(1)
Die Untersuchungsgefangenen erhalten eine Vergütung in Form von
1.
Arbeitsentgelt für Arbeit oder sonstige Beschäftigung nach § 24 Absatz 2 Satz 1 oder
2.
Ausbildungsbeihilfe für die Teilnahme an Bildungsmaßnahmen nach § 24 Absatz 3.
(2)
Der Bemessung der Vergütung sind neun Prozent der Bezugsgröße nach § 18 Abs. 1 des Vierten Buches Sozialgesetzbuch – Gemeinsame Vorschriften für die Sozialversicherung – in der Fassung der Bekanntmachung vom 12. November 2009 (BGBl. I S. 3710, 3973; 2011 I S. 363), das zuletzt durch Artikel 4 des Gesetzes vom 18. Dezember 2018 (BGBl. I S. 2651) geändert worden ist, in der jeweils geltenden Fassung, zugrunde zu legen (Eckvergütung). Ein Tagessatz ist der zweihundertfünfzigste Teil der Eckvergütung; die Vergütung kann nach einem Stundensatz bemessen werden.
(3)
Die Vergütung kann je nach Art der Arbeit oder Bildungsmaßnahme und der Leistung der Untersuchungsgefangenen gestuft werden. Sie beträgt mindestens 60 Prozent der Eckvergütung. Das Staatsministerium der Justiz und für Demokratie, Europa und Gleichstellung wird ermächtigt, eine Rechtsverordnung über die Vergütungsstufen nach Satz 1 zu erlassen.
(4)
Soweit Beiträge zur Bundesagentur für Arbeit zu entrichten sind, kann vom Arbeitsentgelt oder der Ausbildungsbeihilfe ein Betrag einbehalten werden, der dem Anteil der Untersuchungsgefangenen am Beitrag entsprechen würde, wenn sie diese Vergütung als Arbeitnehmer erhielten.
(5)
Die Höhe der Vergütung ist den Untersuchungsgefangenen schriftlich bekannt zu geben.
(6)
Kann Untersuchungsgefangenen weder Arbeit noch die Teilnahme an einer Bildungsmaßnahme angeboten werden, wird ihnen auf Antrag ein angemessenes Taschengeld gewährt, falls sie bedürftig sind. Bedürftig sind Untersuchungsgefangene, soweit ihnen im laufenden Monat nicht ein Betrag bis zur Höhe des Taschengeldes aus eigenen Mitteln zur Verfügung steht.

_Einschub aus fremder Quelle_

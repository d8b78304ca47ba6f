//! 提交记录模型
//!
//! 四页数据合并后的最终记录。每次提交尝试时重新构建，
//! 从不部分持久化，也不保存在会话里。

use std::collections::BTreeMap;

use serde::{Deserialize, Serialize};

/// 第 4 页的反馈信息（嵌套字段）
#[derive(Debug, Clone, Default, PartialEq, Eq, Serialize, Deserialize)]
pub struct Feedback {
    pub email: String,
    pub suggestions: String,
}

/// 最终提交记录
///
/// 第 1、2 页字段平铺，第 3 页的服务质量评分收进 `sqd` 映射，
/// 第 4 页收进嵌套的 `feedback`。
#[derive(Debug, Clone, Default, PartialEq, Eq, Serialize, Deserialize)]
#[serde(rename_all = "camelCase")]
pub struct SubmissionRecord {
    pub client_type: String,
    pub date: String,
    pub age: String,
    pub service_availed: String,
    pub region_of_residence: String,
    pub sex: String,

    pub cc1: String,
    pub cc2: String,
    pub cc3: String,

    /// sqd0 ~ sqd8 评分
    pub sqd: BTreeMap<String, String>,

    pub feedback: Feedback,

    /// 记录构建时间（RFC 3339）
    pub submitted_at: String,
}

impl SubmissionRecord {
    /// 查重键：受访者类别
    pub fn category_key(&self) -> &str {
        &self.client_type
    }

    /// 查重键：联系方式
    pub fn contact_key(&self) -> &str {
        &self.feedback.email
    }

    /// 遍历记录中所有字符串字段（净化时使用）
    pub fn for_each_string(&mut self, mut f: impl FnMut(&mut String)) {
        f(&mut self.client_type);
        f(&mut self.date);
        f(&mut self.age);
        f(&mut self.service_availed);
        f(&mut self.region_of_residence);
        f(&mut self.sex);
        f(&mut self.cc1);
        f(&mut self.cc2);
        f(&mut self.cc3);
        for v in self.sqd.values_mut() {
            f(v);
        }
        f(&mut self.feedback.email);
        f(&mut self.feedback.suggestions);
    }
}
//! 日志初始化
//!
//! 宿主程序（或测试）在入口处调用一次 `logger::init()`

use tracing_subscriber::EnvFilter;

/// 初始化 tracing 日志
///
/// 默认级别 info，可通过 RUST_LOG 环境变量覆盖。
/// 重复调用是安全的（第二次之后为空操作）。
pub fn init() {
    let filter = EnvFilter::try_from_default_env().unwrap_or_else(|_| EnvFilter::new("info"));

    let _ = tracing_subscriber::fmt()
        .with_env_filter(filter)
        .with_target(false)
        .try_init();
}
pub mod field;
pub mod pages;
pub mod record;
pub mod session;

pub use field::{FieldError, FieldValidation, FieldValue, FormValidation, PageData};
pub use pages::{page_spec, PageSpec, TOTAL_PAGES};
pub use record::{Feedback, SubmissionRecord};
pub use session::{SurveyPhase, SurveySession};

Der Anspruch auf Taschengeld kann für die Dauer von bis zu drei Monaten entfallen, wenn den Untersuchungsgefangenen ein Betrag nach Satz 2 deshalb nicht zur Verfügung steht, weil sie eine ihnen angebotene zumutbare Arbeit oder Bildungsmaßnahme nicht angenommen haben oder eine ausgeübte Arbeit oder Bildungsmaßnahme verschuldet verloren haben. Das Taschengeld beträgt 14 Prozent der Eckvergütung. Es kann insbesondere im ersten Monat des Vollzugs im Voraus gewährt werden. Gehen den Untersuchungsgefangenen im Falle der Vorauszahlung im Laufe des Monats Gelder zu, wird zum Ausgleich ein Betrag bis zur Höhe des gewährten Taschengeldes einbehalten.